- _Data_:
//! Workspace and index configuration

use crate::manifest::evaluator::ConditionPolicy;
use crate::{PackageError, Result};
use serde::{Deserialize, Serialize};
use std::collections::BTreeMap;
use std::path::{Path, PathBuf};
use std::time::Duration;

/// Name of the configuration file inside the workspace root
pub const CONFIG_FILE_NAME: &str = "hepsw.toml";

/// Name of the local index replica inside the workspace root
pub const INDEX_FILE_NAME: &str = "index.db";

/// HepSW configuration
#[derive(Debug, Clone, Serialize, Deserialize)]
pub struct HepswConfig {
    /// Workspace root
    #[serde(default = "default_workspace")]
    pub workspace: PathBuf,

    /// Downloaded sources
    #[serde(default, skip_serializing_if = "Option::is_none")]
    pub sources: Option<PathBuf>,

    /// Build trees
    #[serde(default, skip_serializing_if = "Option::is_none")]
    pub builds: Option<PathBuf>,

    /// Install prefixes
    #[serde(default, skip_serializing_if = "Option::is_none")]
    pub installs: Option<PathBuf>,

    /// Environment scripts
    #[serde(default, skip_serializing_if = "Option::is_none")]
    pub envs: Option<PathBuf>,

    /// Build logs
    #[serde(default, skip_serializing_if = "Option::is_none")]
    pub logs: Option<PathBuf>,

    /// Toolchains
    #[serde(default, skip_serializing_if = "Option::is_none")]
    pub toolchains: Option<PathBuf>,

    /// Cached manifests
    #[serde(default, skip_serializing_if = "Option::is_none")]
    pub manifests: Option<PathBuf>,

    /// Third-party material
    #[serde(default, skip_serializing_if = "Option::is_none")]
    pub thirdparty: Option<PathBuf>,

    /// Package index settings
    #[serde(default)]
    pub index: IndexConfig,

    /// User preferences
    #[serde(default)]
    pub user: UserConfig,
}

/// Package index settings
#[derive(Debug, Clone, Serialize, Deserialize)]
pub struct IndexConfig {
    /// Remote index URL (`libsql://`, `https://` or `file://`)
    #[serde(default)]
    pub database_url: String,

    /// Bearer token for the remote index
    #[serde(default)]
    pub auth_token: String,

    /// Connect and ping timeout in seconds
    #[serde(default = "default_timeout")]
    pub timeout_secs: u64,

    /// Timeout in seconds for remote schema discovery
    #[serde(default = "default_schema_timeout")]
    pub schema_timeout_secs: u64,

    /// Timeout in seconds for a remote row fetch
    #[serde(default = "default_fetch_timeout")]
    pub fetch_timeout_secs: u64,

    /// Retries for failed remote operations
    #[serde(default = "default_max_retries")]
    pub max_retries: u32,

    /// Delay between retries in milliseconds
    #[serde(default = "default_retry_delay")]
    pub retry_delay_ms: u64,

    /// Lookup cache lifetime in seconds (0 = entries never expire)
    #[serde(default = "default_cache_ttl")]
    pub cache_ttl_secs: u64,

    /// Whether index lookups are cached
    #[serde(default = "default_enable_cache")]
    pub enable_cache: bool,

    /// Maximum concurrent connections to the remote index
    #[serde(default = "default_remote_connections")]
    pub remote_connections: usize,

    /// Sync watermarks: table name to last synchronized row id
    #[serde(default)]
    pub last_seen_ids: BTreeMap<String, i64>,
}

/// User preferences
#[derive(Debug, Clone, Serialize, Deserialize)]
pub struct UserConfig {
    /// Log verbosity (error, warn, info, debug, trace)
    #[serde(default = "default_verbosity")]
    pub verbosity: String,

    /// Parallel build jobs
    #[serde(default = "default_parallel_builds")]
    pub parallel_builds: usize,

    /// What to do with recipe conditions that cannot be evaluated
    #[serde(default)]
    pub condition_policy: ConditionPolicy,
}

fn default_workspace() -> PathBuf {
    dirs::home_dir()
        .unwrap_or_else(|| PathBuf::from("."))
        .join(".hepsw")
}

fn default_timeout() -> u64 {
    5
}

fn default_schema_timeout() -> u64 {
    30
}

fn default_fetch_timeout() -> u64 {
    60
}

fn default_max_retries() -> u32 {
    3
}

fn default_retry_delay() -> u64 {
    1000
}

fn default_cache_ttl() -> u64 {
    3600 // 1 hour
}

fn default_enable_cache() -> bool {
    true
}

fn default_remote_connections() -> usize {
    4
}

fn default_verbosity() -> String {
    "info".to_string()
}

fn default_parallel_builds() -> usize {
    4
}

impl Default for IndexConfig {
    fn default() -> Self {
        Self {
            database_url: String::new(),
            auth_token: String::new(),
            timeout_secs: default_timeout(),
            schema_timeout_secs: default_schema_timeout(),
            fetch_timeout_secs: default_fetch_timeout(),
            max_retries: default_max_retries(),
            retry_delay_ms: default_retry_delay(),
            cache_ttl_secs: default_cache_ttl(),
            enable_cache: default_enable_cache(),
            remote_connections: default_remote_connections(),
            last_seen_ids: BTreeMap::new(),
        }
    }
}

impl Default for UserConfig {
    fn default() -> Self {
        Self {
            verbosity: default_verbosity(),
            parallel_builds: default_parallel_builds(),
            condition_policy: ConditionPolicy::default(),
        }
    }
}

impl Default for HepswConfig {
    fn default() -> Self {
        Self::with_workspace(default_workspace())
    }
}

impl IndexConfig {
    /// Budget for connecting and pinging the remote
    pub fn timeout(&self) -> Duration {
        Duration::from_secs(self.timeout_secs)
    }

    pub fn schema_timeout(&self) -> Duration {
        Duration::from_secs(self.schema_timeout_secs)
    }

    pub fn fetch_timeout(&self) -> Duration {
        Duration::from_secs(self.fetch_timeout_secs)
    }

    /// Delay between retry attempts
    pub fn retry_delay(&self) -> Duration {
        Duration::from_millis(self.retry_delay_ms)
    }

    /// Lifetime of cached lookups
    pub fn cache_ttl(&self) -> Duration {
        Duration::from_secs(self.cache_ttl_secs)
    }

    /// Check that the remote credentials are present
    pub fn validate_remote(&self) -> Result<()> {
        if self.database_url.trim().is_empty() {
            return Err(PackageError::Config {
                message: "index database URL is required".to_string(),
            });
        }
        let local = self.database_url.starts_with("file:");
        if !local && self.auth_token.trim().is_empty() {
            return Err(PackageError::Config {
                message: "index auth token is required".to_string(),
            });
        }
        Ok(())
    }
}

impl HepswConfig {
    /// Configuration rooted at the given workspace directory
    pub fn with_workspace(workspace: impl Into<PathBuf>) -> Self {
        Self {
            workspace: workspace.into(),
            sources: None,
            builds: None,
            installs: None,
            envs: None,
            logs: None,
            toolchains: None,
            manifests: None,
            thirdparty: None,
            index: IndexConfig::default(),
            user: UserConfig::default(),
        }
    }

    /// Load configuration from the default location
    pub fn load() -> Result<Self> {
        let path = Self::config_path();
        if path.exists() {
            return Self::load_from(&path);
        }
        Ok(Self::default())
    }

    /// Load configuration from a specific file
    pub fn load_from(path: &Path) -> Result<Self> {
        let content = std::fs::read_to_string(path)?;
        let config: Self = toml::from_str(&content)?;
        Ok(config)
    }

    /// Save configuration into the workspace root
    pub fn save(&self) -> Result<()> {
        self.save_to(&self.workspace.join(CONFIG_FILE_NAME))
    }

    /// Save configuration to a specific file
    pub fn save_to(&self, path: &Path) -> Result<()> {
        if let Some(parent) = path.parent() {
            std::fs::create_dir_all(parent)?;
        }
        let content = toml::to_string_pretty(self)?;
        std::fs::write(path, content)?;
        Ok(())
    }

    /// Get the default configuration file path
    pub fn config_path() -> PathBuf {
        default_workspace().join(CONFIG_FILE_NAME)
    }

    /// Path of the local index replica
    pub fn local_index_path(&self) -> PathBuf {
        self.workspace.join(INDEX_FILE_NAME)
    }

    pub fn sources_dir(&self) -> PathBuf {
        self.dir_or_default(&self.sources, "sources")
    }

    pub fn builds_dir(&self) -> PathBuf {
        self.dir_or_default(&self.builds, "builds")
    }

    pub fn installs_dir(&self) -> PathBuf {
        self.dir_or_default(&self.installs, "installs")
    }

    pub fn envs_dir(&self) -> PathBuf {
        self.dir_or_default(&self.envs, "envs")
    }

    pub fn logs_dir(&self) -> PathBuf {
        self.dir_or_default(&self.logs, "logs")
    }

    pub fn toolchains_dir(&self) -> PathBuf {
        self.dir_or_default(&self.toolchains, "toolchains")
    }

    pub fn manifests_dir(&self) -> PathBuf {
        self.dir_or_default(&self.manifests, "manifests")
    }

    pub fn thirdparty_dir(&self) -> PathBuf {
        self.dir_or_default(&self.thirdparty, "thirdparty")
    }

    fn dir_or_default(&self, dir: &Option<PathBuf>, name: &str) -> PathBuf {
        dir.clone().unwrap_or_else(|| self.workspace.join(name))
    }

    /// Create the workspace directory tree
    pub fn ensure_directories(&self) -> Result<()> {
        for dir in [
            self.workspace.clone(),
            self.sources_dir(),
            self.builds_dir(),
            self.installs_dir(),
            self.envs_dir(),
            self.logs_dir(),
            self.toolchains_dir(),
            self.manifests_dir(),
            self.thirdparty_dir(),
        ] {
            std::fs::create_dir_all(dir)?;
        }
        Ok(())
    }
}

- _Activity_: All of the lines above that carry the string "join" need to be found and copied.

- _Answer space_:
        .join(".hepsw")
        self.save_to(&self.workspace.join(CONFIG_FILE_NAME))
        default_workspace().join(CONFIG_FILE_NAME)
        self.workspace.join(INDEX_FILE_NAME)
        dir.clone().unwrap_or_else(|| self.workspace.join(name))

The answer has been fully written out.